__Work to be completed__:
State how many lines in these records contain the word "class", and nothing else.

Material provided below:

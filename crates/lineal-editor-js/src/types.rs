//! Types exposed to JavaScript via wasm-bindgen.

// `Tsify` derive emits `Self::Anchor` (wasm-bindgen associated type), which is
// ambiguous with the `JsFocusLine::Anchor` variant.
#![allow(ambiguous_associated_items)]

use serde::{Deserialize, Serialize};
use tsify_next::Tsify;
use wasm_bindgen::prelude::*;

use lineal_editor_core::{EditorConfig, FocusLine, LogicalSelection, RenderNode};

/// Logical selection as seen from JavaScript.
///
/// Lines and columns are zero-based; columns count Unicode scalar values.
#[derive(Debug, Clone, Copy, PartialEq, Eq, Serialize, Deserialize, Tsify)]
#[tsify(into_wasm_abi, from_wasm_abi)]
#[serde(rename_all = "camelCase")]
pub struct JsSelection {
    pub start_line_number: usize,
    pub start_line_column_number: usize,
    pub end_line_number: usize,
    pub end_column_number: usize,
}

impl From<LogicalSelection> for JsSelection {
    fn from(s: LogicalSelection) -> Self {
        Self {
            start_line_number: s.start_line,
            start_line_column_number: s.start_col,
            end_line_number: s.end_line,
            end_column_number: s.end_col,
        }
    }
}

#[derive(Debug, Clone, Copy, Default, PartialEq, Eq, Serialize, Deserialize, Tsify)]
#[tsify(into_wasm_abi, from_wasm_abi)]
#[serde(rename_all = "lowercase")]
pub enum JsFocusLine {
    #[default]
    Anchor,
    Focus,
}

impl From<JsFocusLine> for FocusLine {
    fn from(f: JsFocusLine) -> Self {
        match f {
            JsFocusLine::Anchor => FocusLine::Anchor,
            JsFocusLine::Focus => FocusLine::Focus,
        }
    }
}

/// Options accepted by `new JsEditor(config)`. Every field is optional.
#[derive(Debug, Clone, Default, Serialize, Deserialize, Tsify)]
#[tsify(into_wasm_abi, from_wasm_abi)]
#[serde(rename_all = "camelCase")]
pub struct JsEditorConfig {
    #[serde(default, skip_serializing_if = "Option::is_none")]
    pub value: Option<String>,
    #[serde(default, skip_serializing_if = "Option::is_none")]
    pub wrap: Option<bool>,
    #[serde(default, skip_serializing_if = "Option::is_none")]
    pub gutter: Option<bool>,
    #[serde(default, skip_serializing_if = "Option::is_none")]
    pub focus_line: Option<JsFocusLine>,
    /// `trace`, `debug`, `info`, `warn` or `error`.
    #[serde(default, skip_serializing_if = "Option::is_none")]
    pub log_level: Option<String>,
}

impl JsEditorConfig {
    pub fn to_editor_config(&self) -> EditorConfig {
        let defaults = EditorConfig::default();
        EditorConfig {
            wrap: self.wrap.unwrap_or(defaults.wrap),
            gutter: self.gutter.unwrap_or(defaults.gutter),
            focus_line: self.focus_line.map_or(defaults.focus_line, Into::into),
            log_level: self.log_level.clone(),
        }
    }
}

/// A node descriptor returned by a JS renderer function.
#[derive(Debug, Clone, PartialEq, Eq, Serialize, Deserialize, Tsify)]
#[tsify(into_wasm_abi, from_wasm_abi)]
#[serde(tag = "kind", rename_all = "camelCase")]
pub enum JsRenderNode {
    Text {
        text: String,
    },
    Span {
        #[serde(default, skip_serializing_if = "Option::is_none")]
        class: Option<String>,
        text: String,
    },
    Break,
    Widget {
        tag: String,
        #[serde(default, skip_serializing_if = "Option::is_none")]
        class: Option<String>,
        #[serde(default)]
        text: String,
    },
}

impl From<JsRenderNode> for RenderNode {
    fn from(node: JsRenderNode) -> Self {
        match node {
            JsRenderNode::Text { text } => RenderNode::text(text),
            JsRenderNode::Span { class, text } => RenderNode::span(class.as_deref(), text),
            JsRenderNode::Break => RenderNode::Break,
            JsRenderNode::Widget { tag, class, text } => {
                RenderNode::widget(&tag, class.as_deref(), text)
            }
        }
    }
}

End of Material provided.

__Result of the exercise__:
5